TASK BRIEF: Your answer should consist only of the lines below from the one with "pub type Result<T>" through the one with "to TOML string", copied exactly.

•••

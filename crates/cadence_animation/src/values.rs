//! Animatable value types
//!
//! Provides the [`Interpolate`] capability and its implementations for
//! scalars, geometry and colors. Animations and interpolations are generic
//! over it, so there is one engine per algorithm rather than one per payload.

use cadence_core::{Color, Point, Rect, Size, Vec2, Vec3};

use crate::easing::Easing;

/// Default convergence tolerance
pub const EPSILON: f64 = 1e-6;

/// Trait for values that can be linearly interpolated
pub trait Interpolate: Clone + Send + Sync + 'static {
    /// Linearly interpolate between self and other by factor t
    ///
    /// `t` outside `[0, 1]` extrapolates, which overshooting easings rely on.
    fn lerp(&self, other: &Self, t: f64) -> Self;

    /// Check if two values are within `epsilon` of each other (inclusive)
    fn approx_eq(&self, other: &Self, epsilon: f64) -> bool;

    /// Sample `easing` between two values
    fn eased(start: &Self, end: &Self, easing: &Easing, progress: f64) -> Self {
        start.lerp(end, easing.apply(0.0, 1.0, progress))
    }

    /// Like [`Interpolate::eased`], but never leaves the range between the two values
    fn eased_clamped(start: &Self, end: &Self, easing: &Easing, progress: f64) -> Self {
        start.lerp(end, easing.apply_clamped(0.0, 1.0, progress))
    }
}

// ============================================================================
// Scalars
// ============================================================================

impl Interpolate for f64 {
    fn lerp(&self, other: &Self, t: f64) -> Self {
        self + (other - self) * t
    }

    fn approx_eq(&self, other: &Self, epsilon: f64) -> bool {
        (self - other).abs() <= epsilon
    }

    // Scalars hand their endpoints straight to the easing, so easings built
    // with `Easing::new` see the real range
    fn eased(start: &Self, end: &Self, easing: &Easing, progress: f64) -> Self {
        easing.apply(*start, *end, progress)
    }

    fn eased_clamped(start: &Self, end: &Self, easing: &Easing, progress: f64) -> Self {
        easing.apply_clamped(*start, *end, progress)
    }
}

impl Interpolate for f32 {
    fn lerp(&self, other: &Self, t: f64) -> Self {
        (*self as f64).lerp(&(*other as f64), t) as f32
    }

    fn approx_eq(&self, other: &Self, epsilon: f64) -> bool {
        ((self - other).abs() as f64) <= epsilon
    }

    fn eased(start: &Self, end: &Self, easing: &Easing, progress: f64) -> Self {
        easing.apply(*start as f64, *end as f64, progress) as f32
    }

    fn eased_clamped(start: &Self, end: &Self, easing: &Easing, progress: f64) -> Self {
        easing.apply_clamped(*start as f64, *end as f64, progress) as f32
    }
}

// ============================================================================
// Geometry
// ============================================================================

impl Interpolate for Point {
    fn lerp(&self, other: &Self, t: f64) -> Self {
        Point::new(self.x.lerp(&other.x, t), self.y.lerp(&other.y, t))
    }

    fn approx_eq(&self, other: &Self, epsilon: f64) -> bool {
        self.distance_to(*other) <= epsilon
    }
}

impl Interpolate for Vec2 {
    fn lerp(&self, other: &Self, t: f64) -> Self {
        Vec2::new(self.x.lerp(&other.x, t), self.y.lerp(&other.y, t))
    }

    fn approx_eq(&self, other: &Self, epsilon: f64) -> bool {
        self.distance_to(*other) <= epsilon
    }
}

impl Interpolate for Vec3 {
    fn lerp(&self, other: &Self, t: f64) -> Self {
        Vec3::new(
            self.x.lerp(&other.x, t),
            self.y.lerp(&other.y, t),
            self.z.lerp(&other.z, t),
        )
    }

    fn approx_eq(&self, other: &Self, epsilon: f64) -> bool {
        self.distance_to(*other) <= epsilon
    }
}

impl Interpolate for Size {
    fn lerp(&self, other: &Self, t: f64) -> Self {
        Size::new(
            self.width.lerp(&other.width, t),
            self.height.lerp(&other.height, t),
        )
    }

    fn approx_eq(&self, other: &Self, epsilon: f64) -> bool {
        self.width.approx_eq(&other.width, epsilon) && self.height.approx_eq(&other.height, epsilon)
    }
}

impl Interpolate for Rect {
    fn lerp(&self, other: &Self, t: f64) -> Self {
        Rect::from_origin_size(
            self.origin.lerp(&other.origin, t),
            self.size.lerp(&other.size, t),
        )
    }

    fn approx_eq(&self, other: &Self, epsilon: f64) -> bool {
        self.origin.x.approx_eq(&other.origin.x, epsilon)
            && self.origin.y.approx_eq(&other.origin.y, epsilon)
            && self.size.approx_eq(&other.size, epsilon)
    }
}

// ============================================================================
// Color
// ============================================================================

impl Interpolate for Color {
    fn lerp(&self, other: &Self, t: f64) -> Self {
        Color::rgba(
            self.r.lerp(&other.r, t),
            self.g.lerp(&other.g, t),
            self.b.lerp(&other.b, t),
            self.a.lerp(&other.a, t),
        )
    }

    fn approx_eq(&self, other: &Self, epsilon: f64) -> bool {
        self.to_array()
            .iter()
            .zip(other.to_array().iter())
            .all(|(a, b)| a.approx_eq(b, epsilon))
    }
}
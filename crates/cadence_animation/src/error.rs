//! Scheduler error types

use thiserror::Error;

/// Scheduler-related errors
///
/// Animation and interpolation operations never fail; only bringing up the
/// background worker can.
#[derive(Error, Debug)]
pub enum SchedulerError {
    /// The OS refused to spawn the worker thread
    #[error("Failed to spawn scheduler thread: {0}")]
    Spawn(#[from] std::io::Error),
}

/// Result type for scheduler operations
pub type Result<T> = std::result::Result<T, SchedulerError>;
//! Cadence configuration file handling
//!
//! The CLI reads an optional `cadence.toml` with two tables:
//! - `[scheduler]` - background worker settings
//! - `[interpolation]` - defaults for `cadence chase`

use anyhow::{Context, Result};
use cadence_animation::{InterpolationOptions, SchedulerConfig};
use serde::{Deserialize, Serialize};
use std::fs;
use std::path::Path;

/// File looked up in the working directory when `--config` is not given
pub const DEFAULT_CONFIG_FILE: &str = "cadence.toml";

/// Contents of `cadence.toml`
#[derive(Debug, Default, Deserialize, Serialize)]
pub struct CadenceConfig {
    #[serde(default)]
    pub scheduler: SchedulerConfig,
    #[serde(default)]
    pub interpolation: InterpolationOptions,
}

impl CadenceConfig {
    /// Load configuration
    ///
    /// An explicit path must exist. Without one, `cadence.toml` in the
    /// current directory is used if present, otherwise defaults.
    pub fn load(path: Option<&Path>) -> Result<Self> {
        match path {
            Some(path) => {
                if !path.exists() {
                    anyhow::bail!("Config file {} does not exist", path.display());
                }
                Self::load_from_file(path)
            }
            None => {
                let path = Path::new(DEFAULT_CONFIG_FILE);
                if path.exists() {
                    Self::load_from_file(path)
                } else {
                    Ok(Self::default())
                }
            }
        }
    }

    pub fn load_from_file(path: &Path) -> Result<Self> {
        let content = fs::read_to_string(path)
            .with_context(|| format!("Failed to read {}", path.display()))?;

        Self::from_toml(&content).with_context(|| format!("Failed to parse {}", path.display()))
    }

    pub fn from_toml(content: &str) -> Result<Self> {
        Ok(toml::from_str(content)?)
    }

    /// Serialize to TOML string
    pub fn to_toml(&self) -> Result<String> {
        toml::to_string_pretty(self).context("Failed to serialize config")
    }
}

#[cfg(test)]
mod tests {
    use super::*;
    use cadence_animation::OverrunPolicy;
    use std::time::Duration;

    #[test]
    fn test_empty_file_uses_defaults() {
        let config = CadenceConfig::from_toml("").unwrap();
        assert_eq!(config.scheduler, SchedulerConfig::default());
        assert_eq!(config.interpolation, InterpolationOptions::default());
    }

    #[test]
    fn test_partial_tables() {
        let config = CadenceConfig::from_toml(
            r#"
            [scheduler]
            overrun = "catch-up"

            [interpolation]
            ratio = 0.5
            "#,
        )
        .unwrap();

        assert_eq!(config.scheduler.overrun, OverrunPolicy::CatchUp);
        assert_eq!(config.scheduler.thread_name, "cadence-scheduler");
        assert_eq!(config.interpolation.ratio, 0.5);
        assert_eq!(config.interpolation.period, Duration::from_millis(1));
    }

    #[test]
    fn test_invalid_toml_is_an_error() {
        assert!(CadenceConfig::from_toml("[scheduler\n").is_err());
        assert!(CadenceConfig::from_toml("[scheduler]\noverrun = \"sometimes\"").is_err());
    }

    #[test]
    fn test_missing_explicit_path() {
        let path = std::env::temp_dir().join("cadence-missing-config.toml");
        let _ = fs::remove_file(&path);
        let err = CadenceConfig::load(Some(&path)).unwrap_err();
        assert!(err.to_string().contains("does not exist"));
    }

    #[test]
    fn test_load_from_file() {
        let path = std::env::temp_dir().join(format!("cadence-config-{}.toml", std::process::id()));
        fs::write(&path, "[scheduler]\nthread_name = \"frames\"\nmax_park_ms = 5\n").unwrap();

        let config = CadenceConfig::load(Some(&path)).unwrap();
        fs::remove_file(&path).unwrap();

        assert_eq!(config.scheduler.thread_name, "frames");
        assert_eq!(config.scheduler.max_park_ms, 5);
    }

    #[test]
    fn test_to_toml_reloads() {
        let mut config = CadenceConfig::default();
        config.interpolation.ratio = 0.25;
        let text = config.to_toml().unwrap();
        let reloaded = CadenceConfig::from_toml(&text).unwrap();
        assert_eq!(reloaded.interpolation.ratio, 0.25);
    }
}
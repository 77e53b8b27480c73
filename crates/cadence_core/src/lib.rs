//! Cadence Core Types
//!
//! Plain value types that the animation engine moves around:
//!
//! - **Geometry**: [`Point`], [`Size`], [`Rect`], [`Vec2`], [`Vec3`]
//! - **Color**: [`Color`] in linear RGBA
//!
//! These types carry no animation logic of their own. `cadence_animation`
//! implements its `Interpolate` capability for each of them.
//!
//! # Example
//!
//! ```rust
//! use cadence_core::{Point, Rect};
//!
//! let a = Point::new(0.0, 0.0);
//! let b = Point::new(3.0, 4.0);
//! assert_eq!(a.distance_to(b), 5.0);
//!
//! let r = Rect::new(0.0, 0.0, 10.0, 20.0);
//! assert_eq!(r.center(), Point::new(5.0, 10.0));
//! ```

pub mod color;
pub mod geometry;

pub use color::Color;
pub use geometry::{Point, Rect, Size, Vec2, Vec3};
//! Cadence Animation Engine
//!
//! Time-based value transitions that run independently of any renderer.
//!
//! # Features
//!
//! - **Easing Algebra**: Pure `(start, end, progress)` functions with combinators
//!   (reverse, opposite, append, blend, rewind, ...)
//! - **Curve Presets**: Power, back, elastic, bounce, sine, exponential and circular curves
//! - **Animations**: Fixed-duration progress with speed, direction and looping
//! - **Interpolations**: Exponential smoothing toward a target that can move at any time
//! - **Shared Scheduler**: One clock for every instance, driven by a background
//!   thread or stepped explicitly
//! - **Notifications**: Typed lifecycle events with unsubscribe tokens
//! - **Typed Values**: Generic over scalars, geometry, colors and custom types
//!   through [`Interpolate`]
//!
//! Readers never block: every instance publishes its state as an atomically
//! swapped snapshot, so a render loop can call `value()` at any time.

pub mod animation;
pub mod config;
pub mod curves;
pub mod easing;
pub mod error;
pub mod events;
pub mod interpolation;
pub mod scheduler;
pub mod values;

pub use animation::{Animation, AnimationState, Frequency, TimeUnit, Values};
pub use config::{InterpolationOptions, OverrunPolicy, SchedulerConfig};
pub use curves::{Curve, ParseCurveError};
pub use easing::Easing;
pub use error::{Result, SchedulerError};
pub use events::{
    AnimationEvent, EventFilter, InstanceId, InterpolationEvent, ListenerId, Listeners,
    Notification, Subscription,
};
pub use interpolation::Interpolation;
pub use scheduler::{AnimationScheduler, SchedulerHandle, TaskHandle, TaskId, Tick};
pub use values::{Interpolate, EPSILON};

•••

RESULT OF THE EXERCISE:
pub type Result<T> = std::result::Result<T, SchedulerError>;
//! Cadence configuration file handling
//!
//! The CLI reads an optional `cadence.toml` with two tables:
//! - `[scheduler]` - background worker settings
//! - `[interpolation]` - defaults for `cadence chase`

use anyhow::{Context, Result};
use cadence_animation::{InterpolationOptions, SchedulerConfig};
use serde::{Deserialize, Serialize};
use std::fs;
use std::path::Path;

/// File looked up in the working directory when `--config` is not given
pub const DEFAULT_CONFIG_FILE: &str = "cadence.toml";

/// Contents of `cadence.toml`
#[derive(Debug, Default, Deserialize, Serialize)]
pub struct CadenceConfig {
    #[serde(default)]
    pub scheduler: SchedulerConfig,
    #[serde(default)]
    pub interpolation: InterpolationOptions,
}

impl CadenceConfig {
    /// Load configuration
    ///
    /// An explicit path must exist. Without one, `cadence.toml` in the
    /// current directory is used if present, otherwise defaults.
    pub fn load(path: Option<&Path>) -> Result<Self> {
        match path {
            Some(path) => {
                if !path.exists() {
                    anyhow::bail!("Config file {} does not exist", path.display());
                }
                Self::load_from_file(path)
            }
            None => {
                let path = Path::new(DEFAULT_CONFIG_FILE);
                if path.exists() {
                    Self::load_from_file(path)
                } else {
                    Ok(Self::default())
                }
            }
        }
    }

    pub fn load_from_file(path: &Path) -> Result<Self> {
        let content = fs::read_to_string(path)
            .with_context(|| format!("Failed to read {}", path.display()))?;

        Self::from_toml(&content).with_context(|| format!("Failed to parse {}", path.display()))
    }

    pub fn from_toml(content: &str) -> Result<Self> {
        Ok(toml::from_str(content)?)
    }

    /// Serialize to TOML string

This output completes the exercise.